The reason these signs give me hope is because the very issues that so many of us knew about but didn’t have to deal with directly are now out in the open and so many people are having important discussions about what’s really going on.
No longer are we in a time where we can turn a blind eye and have our heads in the sand, but we MUST GET INVOLVED.
No matter what your political alignment or affiliation, this past election year has shown that ignorance and denial of reality have made a lot of people scared, uncertain and angry.
Yet, more and more people are getting engaged, talking with others who may have completely opposite points of view and trying to understand one another’s differences as blame and judgment no longer work.
While the media will flood your awareness with death, hate crimes, and catastrophic news, there are positive things that are happening as well. This post by Col. Chris Hadfield is a perfect example documenting the successes and advances globally in 2016 including eradication of disease, former animals that were going extinct now increasing in population, the ivory trading ending and more. Read it here.

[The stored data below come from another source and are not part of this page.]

//! PoseCast Simulator CLI
//!
//! Scores pose prediction against synthetic ground truth, or replays a
//! recorded pose log through the tracking pipeline.

use std::path::{Path, PathBuf};

use clap::Parser;
use posecast_core::{TrackingConfig, TrackingTransformer, UpdateOutcome};
use posecast_sim::{
    evaluate, record_pose_log, MotionOracle, PredictionReport, ReplaySource, SimError,
};
use tracing::{debug, error, info, Level};
use tracing_subscriber::FmtSubscriber;

/// PoseCast prediction simulator
#[derive(Parser, Debug)]
#[command(name = "posecast-sim")]
#[command(about = "Measure and replay 6-DoF pose prediction", long_about = None)]
struct Args {
    /// Master seed for the synthetic motion (0 = random from time)
    #[arg(short, long, default_value = "42")]
    seed: u64,

    /// Simulated duration in seconds
    #[arg(short, long, default_value = "10")]
    duration: f64,

    /// Pose sample rate in Hz
    #[arg(short, long, default_value = "200")]
    rate_hz: f64,

    /// Look-ahead in milliseconds (overrides the config; 20 when no config is given)
    #[arg(short, long)]
    prediction_ms: Option<f64>,

    /// Position noise standard deviation in meters
    #[arg(long, default_value = "0")]
    position_noise: f64,

    /// Angular velocity noise standard deviation in rad/s
    #[arg(long, default_value = "0")]
    angular_noise: f64,

    /// Tracking config (JSON)
    #[arg(short, long)]
    config: Option<PathBuf>,

    /// Replay a JSON-lines pose log instead of simulating
    #[arg(long)]
    replay: Option<PathBuf>,

    /// Write the simulated samples to a JSON-lines pose log
    #[arg(long, conflicts_with = "replay")]
    record: Option<PathBuf>,

    /// Verbose output
    #[arg(short, long)]
    verbose: bool,

    /// JSON output
    #[arg(long)]
    json: bool,
}

fn load_config(args: &Args) -> Result<TrackingConfig, SimError> {
    let mut config = match &args.config {
        Some(path) => TrackingConfig::load(path)?,
        None => TrackingConfig::default(),
    };
    if let Some(ms) = args.prediction_ms {
        config.prediction_time = ms / 1000.0;
    } else if args.config.is_none() {
        config.prediction_time = 0.02;
    }
    config.validate()?;
    Ok(config)
}

fn run_replay(path: &Path, config: TrackingConfig, json: bool) -> Result<(), SimError> {
    let mut source = ReplaySource::open(path)?;
    let mut transformer = TrackingTransformer::new(config)?;

    info!(
        "Replaying {} poses from {} (min confidence {})",
        source.remaining(),
        path.display(),
        transformer.config().min_confidence
    );

    let mut applied = 0usize;
    let mut skipped = 0usize;
    let mut filtered = 0usize;
    loop {
        match transformer.update(&mut source) {
            UpdateOutcome::NoPose => break,
            UpdateOutcome::OtherSource(_) => filtered += 1,
            UpdateOutcome::BelowConfidence(_) => skipped += 1,
            UpdateOutcome::Applied(render) => {
                applied += 1;
                if json {
                    println!("{}", serde_json::to_string(&render)?);
                } else {
                    let p = render.position;
                    let q = render.rotation;
                    info!(
                        "pos=({:+.4}, {:+.4}, {:+.4}) rot=({:+.4}, {:+.4}, {:+.4}, {:+.4})",
                        p.x, p.y, p.z, q.i, q.j, q.k, q.w
                    );
                }
            }
        }
    }

    info!(
        "Applied {} poses, skipped {} below confidence, {} from other devices",
        applied, skipped, filtered
    );
    Ok(())
}

fn run_simulation(
    args: &Args,
    config: &TrackingConfig,
    seed: u64,
) -> Result<PredictionReport, SimError> {
    let mut oracle = MotionOracle::new(seed);
    oracle.set_noise(args.position_noise, args.angular_noise)?;

    if let Some(path) = &args.record {
        let ticks = (args.duration * args.rate_hz).max(0.0) as u64;
        let mut recorder = MotionOracle::new(seed);
        recorder.set_noise(args.position_noise, args.angular_noise)?;
        let samples: Vec<_> = (0..ticks)
            .map(|tick| recorder.sample_at(tick as f64 / args.rate_hz))
            .collect();
        let written = record_pose_log(path, &samples)?;
        info!("Recorded {} poses to {}", written, path.display());
    }

    let predictor = config.predictor();
    debug!("Motion profile: {:?}", oracle.profile());
    debug!(
        "Prediction time {:.1}ms (horizon {:.1}ms)",
        predictor.prediction_time() * 1000.0,
        predictor.horizon() * 1000.0
    );
    Ok(evaluate(&mut oracle, &predictor, args.rate_hz, args.duration))
}

fn print_report(report: &PredictionReport, json: bool) -> Result<(), SimError> {
    if json {
        let summary = serde_json::json!({
            "seed": report.seed,
            "samples": report.samples,
            "horizon_ms": report.horizon * 1000.0,
            "position_rms_mm": report.position.rms() * 1000.0,
            "position_max_mm": report.position.max * 1000.0,
            "angular_rms_deg": report.angular.rms().to_degrees(),
            "angular_max_deg": report.angular.max.to_degrees(),
            "baseline_position_rms_mm": report.baseline_position.rms() * 1000.0,
            "baseline_angular_rms_deg": report.baseline_angular.rms().to_degrees(),
            "improves_on_baseline": report.improves_on_baseline(),
        });
        println!("{}", serde_json::to_string_pretty(&summary)?);
        return Ok(());
    }

    info!(
        "Seed {} | {} samples | horizon {:.1}ms",
        report.seed,
        report.samples,
        report.horizon * 1000.0
    );
    info!(
        "  position: rms {:.3}mm max {:.3}mm (raw rms {:.3}mm)",
        report.position.rms() * 1000.0,
        report.position.max * 1000.0,
        report.baseline_position.rms() * 1000.0
    );
    info!(
        "  rotation: rms {:.4}° max {:.4}° (raw rms {:.4}°)",
        report.angular.rms().to_degrees(),
        report.angular.max.to_degrees(),
        report.baseline_angular.rms().to_degrees()
    );
    if report.improves_on_baseline() {
        info!("✓ prediction beats the raw pose");
    } else {
        error!("✗ prediction is worse than the raw pose");
    }
    Ok(())
}

fn run(args: Args) -> Result<(), SimError> {
    let config = load_config(&args)?;

    if let Some(path) = &args.replay {
        return run_replay(path, config, args.json);
    }

    let seed = if args.seed == 0 {
        std::time::SystemTime::now()
            .duration_since(std::time::UNIX_EPOCH)
            .map(|d| d.as_nanos() as u64)
            .unwrap_or(1)
    } else {
        args.seed
    };

    let report = run_simulation(&args, &config, seed)?;
    print_report(&report, args.json)
}

fn main() {
    let args = Args::parse();

    // Initialize logging
    let level = if args.verbose { Level::DEBUG } else { Level::INFO };
    let subscriber = FmtSubscriber::builder()
        .with_max_level(level)
        .with_writer(std::io::stderr)
        .finish();
    tracing::subscriber::set_global_default(subscriber)
        .expect("Failed to set tracing subscriber");

    if let Err(e) = run(args) {
        error!("{}", e);
        std::process::exit(1);
    }
}

#[cfg(test)]
mod tests {
    use super::*;

    #[test]
    fn test_record_conflicts_with_replay() {
        let result = Args::try_parse_from([
            "posecast-sim",
            "--replay",
            "in.jsonl",
            "--record",
            "out.jsonl",
        ]);
        assert_eq!(
            result.unwrap_err().kind(),
            clap::error::ErrorKind::ArgumentConflict
        );
    }

    #[test]
    fn test_record_alone_accepted() {
        let args = Args::try_parse_from(["posecast-sim", "--record", "out.jsonl"]).unwrap();
        assert_eq!(args.record, Some(PathBuf::from("out.jsonl")));
        assert!(args.replay.is_none());
    }
}
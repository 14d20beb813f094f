//! Pose consumer: drives a renderable transform from a pose source.
//!
//! Each tick the transformer pulls the latest sample, gates it on tracker
//! confidence, predicts it forward, converts it to the renderer convention
//! and writes the enabled components into its [`TrackedTransform`].

use nalgebra::{Quaternion, Vector3};
use tracing::{debug, trace};

use crate::config::TrackingConfig;
use crate::convention::{CoordinateConvention, RenderPose};
use crate::error::ConfigError;
use crate::pose::{Confidence, DeviceIndex, Pose};
use crate::prediction::PosePredictor;

/// Anything that can hand out the latest pose sample.
///
/// # Implementations
///
/// - **Device**: a binding to the native tracking library (lives outside this crate)
/// - **Replay**: reads recorded samples back from a log
pub trait PoseSource {
    /// Returns the latest sample, or `None` when no pose is available
    /// (device disconnected, controller not paired, log exhausted).
    fn try_get_pose(&mut self) -> Option<Pose>;
}

impl<S: PoseSource + ?Sized> PoseSource for &mut S {
    fn try_get_pose(&mut self) -> Option<Pose> {
        (**self).try_get_pose()
    }
}

/// Local transform of the node being driven.
#[derive(Debug, Clone, Copy, PartialEq)]
pub struct TrackedTransform {
    pub local_position: Vector3<f64>,
    pub local_rotation: Quaternion<f64>,
}

impl Default for TrackedTransform {
    fn default() -> Self {
        Self {
            local_position: Vector3::zeros(),
            local_rotation: Quaternion::identity(),
        }
    }
}

/// Result of one [`TrackingTransformer::update`] tick.
#[derive(Debug, Clone, Copy, PartialEq)]
pub enum UpdateOutcome {
    /// The source had nothing to offer
    NoPose,
    /// The sample came from a device other than the configured `source`
    OtherSource(DeviceIndex),
    /// The sample was below `min_confidence`; transform left untouched
    BelowConfidence(Confidence),
    /// The transform was updated from this render pose
    Applied(RenderPose),
}

pub struct TrackingTransformer {
    config: TrackingConfig,
    predictor: PosePredictor,
    convention: CoordinateConvention,
    transform: TrackedTransform,
}

impl TrackingTransformer {
    pub fn new(config: TrackingConfig) -> Result<Self, ConfigError> {
        config.validate()?;
        Ok(Self {
            predictor: config.predictor(),
            convention: config.coordinate_convention(),
            transform: TrackedTransform::default(),
            config,
        })
    }

    pub fn config(&self) -> &TrackingConfig {
        &self.config
    }

    pub fn transform(&self) -> &TrackedTransform {
        &self.transform
    }

    /// Gates, predicts and converts a single sample without touching the
    /// transform.
    pub fn resolve(&self, pose: &Pose) -> Result<RenderPose, Confidence> {
        if !pose.is_confident(self.config.min_confidence) {
            return Err(pose.tracker_confidence);
        }
        let predicted = self.predictor.apply(pose);
        Ok(self.convention.convert(&predicted))
    }

    /// Pulls one sample from `source` and applies it.
    pub fn update<S: PoseSource + ?Sized>(&mut self, source: &mut S) -> UpdateOutcome {
        let Some(pose) = source.try_get_pose() else {
            trace!("no pose available");
            return UpdateOutcome::NoPose;
        };
        if let Some(wanted) = self.config.source {
            if pose.source != wanted {
                trace!("ignoring {} sample, following {}", pose.source, wanted);
                return UpdateOutcome::OtherSource(pose.source);
            }
        }

        match self.resolve(&pose) {
            Ok(render) => {
                if self.config.use_position {
                    self.transform.local_position = render.position;
                }
                if self.config.use_rotation {
                    self.transform.local_rotation = render.rotation;
                }
                UpdateOutcome::Applied(render)
            }
            Err(confidence) => {
                debug!(
                    "skipping {} sample at {:.3}s: confidence {} below {}",
                    pose.source,
                    pose.timestamp_secs(),
                    confidence,
                    self.config.min_confidence
                );
                UpdateOutcome::BelowConfidence(confidence)
            }
        }
    }
}
//! Property tests for the prediction and convention math.

use nalgebra::{Quaternion, UnitQuaternion, Vector3};
use posecast_core::prediction::small_angle_threshold;
use posecast_core::{predict, quaternion_exp, AxisSwizzle, Pose, MAX_PREDICTION_TIME};
use proptest::prelude::*;

fn arb_vec3(range: f64) -> impl Strategy<Value = Vector3<f64>> {
    (-range..range, -range..range, -range..range).prop_map(|(x, y, z)| Vector3::new(x, y, z))
}

fn arb_orientation() -> impl Strategy<Value = Quaternion<f64>> {
    (-3.1..3.1f64, -1.5..1.5f64, -3.1..3.1f64).prop_map(|(roll, pitch, yaw)| {
        UnitQuaternion::from_euler_angles(roll, pitch, yaw).into_inner()
    })
}

prop_compose! {
    fn arb_pose()(
        position in arb_vec3(5.0),
        orientation in arb_orientation(),
        linear_velocity in arb_vec3(3.0),
        linear_acceleration in arb_vec3(20.0),
        angular_velocity in arb_vec3(5.7),
        angular_acceleration in arb_vec3(20.0),
    ) -> Pose {
        Pose {
            position,
            orientation,
            linear_velocity,
            linear_acceleration,
            angular_velocity,
            angular_acceleration,
            ..Pose::identity_at(0)
        }
    }
}

proptest! {
    #[test]
    fn zero_dt_leaves_pose_unchanged(pose in arb_pose()) {
        let predicted = predict(&pose, 0.0);
        prop_assert_eq!(predicted.position, pose.position);
        prop_assert!((predicted.orientation.coords - pose.orientation.coords).norm() < 1e-15);
    }

    #[test]
    fn long_horizons_clamp_to_max(pose in arb_pose(), dt in 0.1f64..100.0) {
        prop_assert_eq!(predict(&pose, dt), predict(&pose, MAX_PREDICTION_TIME));
    }

    #[test]
    fn constant_velocity_is_linear(mut pose in arb_pose(), dt in 0.0f64..0.1) {
        pose.linear_acceleration = Vector3::zeros();
        let predicted = predict(&pose, dt);
        let expected = pose.position + pose.linear_velocity * dt;
        prop_assert!((predicted.position - expected).norm() < 1e-12);
    }

    #[test]
    fn orientation_norm_stays_unit(pose in arb_pose(), dt in 0.0f64..=0.1) {
        let predicted = predict(&pose, dt);
        prop_assert!((predicted.orientation.norm() - 1.0).abs() < 1e-4);
    }

    #[test]
    fn passthrough_fields_unchanged(pose in arb_pose(), dt in -0.1f64..0.1) {
        let predicted = predict(&pose, dt);
        prop_assert_eq!(predicted.timestamp, pose.timestamp);
        prop_assert_eq!(predicted.linear_velocity, pose.linear_velocity);
        prop_assert_eq!(predicted.angular_velocity, pose.angular_velocity);
        prop_assert_eq!(predicted.tracker_confidence, pose.tracker_confidence);
    }

    #[test]
    fn exp_branches_agree_at_threshold(axis in arb_vec3(1.0), scale in 0.999f64..1.001) {
        prop_assume!(axis.norm() > 1e-3);
        let direction = axis.normalize();
        let boundary = 2.0 * small_angle_threshold().sqrt();

        let near = quaternion_exp(&(direction * boundary * scale));
        let at = quaternion_exp(&(direction * boundary));
        prop_assert!((near.coords - at.coords).norm() < 1e-5);
    }

    #[test]
    fn xzy_swizzle_is_an_involution(v in arb_vec3(100.0)) {
        let twice = AxisSwizzle::XZY.apply(&AxisSwizzle::XZY.apply(&v));
        prop_assert_eq!(twice, v);
    }
}
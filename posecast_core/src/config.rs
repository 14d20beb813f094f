//! Tracking configuration.
//!
//! Loaded from JSON; every field is optional and falls back to the defaults
//! below.
//!
//! ```json
//! {
//!     "prediction_time": 0.02,
//!     "min_confidence": "medium",
//!     "use_rotation": true,
//!     "source": "hmd",
//!     "convention": "left_handed_y_up"
//! }
//! ```

use std::path::Path;

use serde::{Deserialize, Serialize};
use tracing::warn;

use crate::convention::{CoordinateConvention, ConventionSetting};
use crate::error::ConfigError;
use crate::pose::{Confidence, DeviceIndex};
use crate::prediction::{PosePredictor, MAX_PREDICTION_TIME};

/// Settings for a [`TrackingTransformer`](crate::TrackingTransformer).
#[derive(Debug, Clone, PartialEq, Serialize, Deserialize)]
pub struct TrackingConfig {
    /// Look-ahead in seconds.
    ///
    /// 0 disables prediction and the raw pose is used.
    ///
    /// Default: 0.0
    #[serde(default)]
    pub prediction_time: f64,

    /// Samples whose tracker confidence is below this are ignored.
    ///
    /// Default: low
    #[serde(default = "default_min_confidence")]
    pub min_confidence: Confidence,

    /// Write the converted position to the transform.
    ///
    /// Default: true
    #[serde(default = "default_true")]
    pub use_position: bool,

    /// Write the converted rotation to the transform.
    ///
    /// Default: true
    #[serde(default = "default_true")]
    pub use_rotation: bool,

    /// Default: left_handed_y_up
    #[serde(default)]
    pub convention: ConventionSetting,

    /// Only follow samples from this device; `None` accepts any.
    ///
    /// Default: none
    #[serde(default)]
    pub source: Option<DeviceIndex>,
}

fn default_min_confidence() -> Confidence {
    Confidence::Low
}
fn default_true() -> bool {
    true
}

impl Default for TrackingConfig {
    fn default() -> Self {
        Self {
            prediction_time: 0.0,
            min_confidence: default_min_confidence(),
            use_position: true,
            use_rotation: true,
            convention: ConventionSetting::default(),
            source: None,
        }
    }
}

impl TrackingConfig {
    /// Parses and validates a JSON config.
    pub fn from_json_str(json: &str) -> Result<Self, ConfigError> {
        let config: Self = serde_json::from_str(json)?;
        config.validate()?;
        Ok(config)
    }

    /// Reads, parses and validates a JSON config file.
    pub fn load(path: impl AsRef<Path>) -> Result<Self, ConfigError> {
        let path = path.as_ref();
        let json = std::fs::read_to_string(path).map_err(|source| ConfigError::Io {
            path: path.to_path_buf(),
            source,
        })?;
        Self::from_json_str(&json)
    }

    /// Checks the values a JSON schema cannot express.
    ///
    /// A `prediction_time` above [`MAX_PREDICTION_TIME`] is accepted with a
    /// warning; the predictor clamps it.
    pub fn validate(&self) -> Result<(), ConfigError> {
        if !self.prediction_time.is_finite() || self.prediction_time < 0.0 {
            return Err(ConfigError::InvalidPredictionTime(self.prediction_time));
        }
        if self.prediction_time > MAX_PREDICTION_TIME {
            warn!(
                "prediction_time {:.3}s exceeds {:.3}s, predictions will be clamped",
                self.prediction_time, MAX_PREDICTION_TIME
            );
        }
        self.convention.resolve().validate()
    }

    pub fn predictor(&self) -> PosePredictor {
        PosePredictor::new(self.prediction_time)
    }

    pub fn coordinate_convention(&self) -> CoordinateConvention {
        self.convention.resolve()
    }
}
//! PoseCast Simulation and Replay Harness
//!
//! Exercises the prediction pipeline without a headset attached:
//! - **Oracle**: seeded synthetic head motion with exact derivatives, so
//!   prediction error can be measured against ground truth
//! - **Report**: RMS / max position and angular error, predicted vs raw
//! - **Replay**: JSON-lines pose logs played back through a [`PoseSource`]
//!
//! # Usage
//!
//! ```ignore
//! use posecast_core::PosePredictor;
//! use posecast_sim::{evaluate, MotionOracle};
//!
//! let mut oracle = MotionOracle::new(42);
//! let report = evaluate(&mut oracle, &PosePredictor::new(0.02), 200.0, 10.0);
//! assert!(report.improves_on_baseline());
//! ```
//!
//! [`PoseSource`]: posecast_core::PoseSource

mod error;
mod oracle;
mod replay;
mod report;

pub use error::SimError;
pub use oracle::{MotionOracle, MotionProfile};
pub use replay::{record_pose_log, write_pose_log, ReplaySource};
pub use report::{angular_distance, evaluate, ErrorStats, PredictionReport};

So here are three suggestions that can help you stay empowered.

1.) Be meticulous about what you focus on.
Make a conscious and intentional commitment to govern what you read, who you hang out with and what you talk about. There is nothing more contagious than sitting around talking about how awful things are, how scary it is and how it’s only getting worse.
Get informed, yes. By all means, stay current. But use that information to stay empowered and aware so that you can do something about it.
If the people you surround yourself are persistently angry, critical, negative and fatalistic and you know this only shuts you down, then find people who help you rise up. Surround yourself with people who are empowered, taking action, inspired and solution focus.
This includes what you read, who you talk to, what you talk about and what you fill your awareness with.

2.) Focus on what you can do something about.
After the presidential election, I found myself addicted to FB, news, other social media outlets with screaming headlines of how the world was coming to an end. Then I realized that a lot of what I was reading were opinion pieces that were writing about things out of context as well as other articles that were fake news.
I would get so tied up in knots, not knowing what was real and what was sensationalism. I would become so fearful and paralyzed, it was hard to get much done.
That’s when I realized that this pattern was not going to help anyone. I didn’t feel more informed, I felt more traumatized. So I made a point of picking 2-3 news sources that I could trust and designated a limited time to reading the news. Just enough to get informed but not enough to get depressed and paralyzed with fear.

All this to say is, focus on what you can do something about.
Connect with people
Get involved
Have real conversations with people about what you think and feel
Learn from people who don’t agree with you
Become an activist
Donate to causes that can make an impact for what you believe in
Get inspired, make a difference
Hold hope
Vote
Write letters to your government officials
Balance your news intake: for every catastrophic event you read about, find an equally empowering and inspiring success

3.) Take care of yourself.
By this time next year, we don’t know where things will be. There is so much uncertainty. But what I hope for you is that no matter what happens, you will be able to be resilient, adaptive and flexible.
This requires self-care. Loving yourself enough so that you are in optimal shape to respond with conscious intention to whatever is happening outside of you.
Diet, exercise, being with people you love, getting inspired, having meaning and purpose-these are all things that will help optimize your well-being. From that state of being, you can respond to the world around you from a place of empowerment and not victimhood or helpless/hopeless fear.
Do you know of the female activist and Nobel Peace Prize winner Malala?
This interview with John Stewart in 2013 is phenomenal. Even under the most harrowing and terrifying circumstances, she is an example of empowerment, courage, inspiration and purpose. (VIDEO NOW NOT AVAILABLE)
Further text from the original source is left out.